Doing Health

"Doing health" - an ethnographic study on (care) practices during pregnancy and the first year of a child's life

What are we researching?

The overarching aim of Doing Health is to examine social practices around our understandings of healthy waking in young children, their families and professional carers. We are therefore interested in which cultural ideas and practices determine growing up and how different forms of knowledge interact with each other in social practices of healthy waking up. Doing Health thus analyses how knowledge and behaviours about a child's good environment are negotiated and reproduced in the lives of young families. 
 

Study objectives

What are the aims of the project?

1. to analyse how different forms of knowledge come together to shape family care practices;

2. to describe the complex systemic forces in which health practices are embedded and to understand how expert knowledge is reflected in or modified by other forms of knowledge;

3. expand understanding of how medical information, allergy prevention information and tactile, everyday knowledge interact in structuring families' care practices.
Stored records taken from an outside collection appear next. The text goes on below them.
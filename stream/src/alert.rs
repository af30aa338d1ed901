use tokio::time::{Duration, Instant};

use crate::types::Liquidation;

/// Transient whale-alert state.
///
/// Armed whenever a liquidation's notional reaches the threshold; decays
/// after the configured window unless a later qualifying event re-arms it
/// first. The connection supervisor is the only writer, so "latest wins"
/// reduces to comparing wakeups against the stored deadline.
#[derive(Debug)]
pub struct WhaleAlert {
    threshold: f64,
    decay: Duration,
    active: bool,
    deadline: Option<Instant>,
}

impl WhaleAlert {
    pub fn new(threshold: f64, decay: Duration) -> Self {
        Self {
            threshold,
            decay,
            active: false,
            deadline: None,
        }
    }

    /// Feed one event through the evaluator; returns the flag afterwards.
    ///
    /// Sub-threshold events (including zero or non-finite notionals) leave
    /// both the flag and any pending deadline untouched.
    pub fn observe(&mut self, event: &Liquidation, now: Instant) -> bool {
        if event.notional.is_finite() && event.notional >= self.threshold {
            self.active = true;
            self.deadline = Some(now + self.decay);
        }
        self.active
    }

    /// Deadline the supervisor should sleep until, if the alert is armed.
    pub fn deadline(&self) -> Option<Instant> {
        if self.active { self.deadline } else { None }
    }

    /// Clear the flag if `now` has reached the armed deadline.
    ///
    /// A wakeup scheduled for a superseded deadline lands here with
    /// `now < deadline` and changes nothing.
    pub fn expire(&mut self, now: Instant) -> bool {
        if let Some(deadline) = self.deadline {
            if now >= deadline {
                self.active = false;
                self.deadline = None;
            }
        }
        self.active
    }

    pub fn is_active(&self) -> bool {
        self.active
    }
}

#[cfg(test)]
mod tests {
    use super::*;
    use crate::types::Side;

    const WINDOW: Duration = Duration::from_millis(2000);

    fn liq(notional: f64) -> Liquidation {
        Liquidation {
            id: "BTCUSDT-0-0".into(),
            symbol: "BTCUSDT".into(),
            side: Side::LongLiquidated,
            quantity: 1.0,
            price: notional,
            notional,
            exchange_ts_ms: 0,
        }
    }

    #[test]
    fn below_threshold_never_arms() {
        let mut alert = WhaleAlert::new(100_000.0, WINDOW);
        let t0 = Instant::now();

        assert!(!alert.observe(&liq(99_999.99), t0));
        assert!(!alert.observe(&liq(0.0), t0));
        assert!(!alert.observe(&liq(f64::NAN), t0));
        assert!(alert.deadline().is_none());
    }

    #[test]
    fn threshold_arms_and_decays_at_deadline() {
        let mut alert = WhaleAlert::new(100_000.0, WINDOW);
        let t0 = Instant::now();

        assert!(alert.observe(&liq(100_000.0), t0));
        assert!(alert.expire(t0 + Duration::from_millis(1999)));
        assert!(!alert.expire(t0 + WINDOW));
        assert!(alert.deadline().is_none());
    }

    #[test]
    fn rearm_extends_the_window() {
        let mut alert = WhaleAlert::new(100_000.0, WINDOW);
        let t0 = Instant::now();

        alert.observe(&liq(150_000.0), t0);
        // Re-arm at t+1s supersedes the t+2s deadline.
        alert.observe(&liq(120_000.0), t0 + Duration::from_millis(1000));

        // The stale t+2s wakeup must not clear the re-armed alert.
        assert!(alert.expire(t0 + Duration::from_millis(2000)));
        assert!(alert.expire(t0 + Duration::from_millis(2999)));
        assert!(!alert.expire(t0 + Duration::from_millis(3000)));
    }

    #[test]
    fn sub_threshold_event_does_not_touch_pending_timer() {
        let mut alert = WhaleAlert::new(100_000.0, WINDOW);
        let t0 = Instant::now();

        alert.observe(&liq(150_000.0), t0);
        let deadline = alert.deadline();

        alert.observe(&liq(50_000.0), t0 + Duration::from_millis(500));
        assert_eq!(alert.deadline(), deadline);
        assert!(alert.is_active());
    }
}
How do we conduct research?

In order to achieve the study objectives, we are conducting an ethnographic study in three regions. We are mapping municipal support structures for young families, collecting information, flyers, social media channels and other material that families use as sources for dealing with their children and for shaping the environment in which their child can/should grow up. This will be supplemented by monitoring paediatricians, midwives and other professionals who support young families, as well as young families themselves. Finally, semi-structured qualitative interviews and citizen science methods are used as elements of participant observation.

What do we contribute?

Doing Health will be able to show how families' understanding, perceptions and practices of allergy prevention and care are creatively linked to the information provided by relevant professionals and institutions and converge into actionable knowledge. This can lead to a deeper understanding of the mechanisms of knowledge transfer processes. By empirically understanding when, how and why families take up and implement allergy prevention, Doing Health can help to understand when, how and why scientific knowledge is translated into everyday practices and thus support the withdrawal of recommendations once they have been made.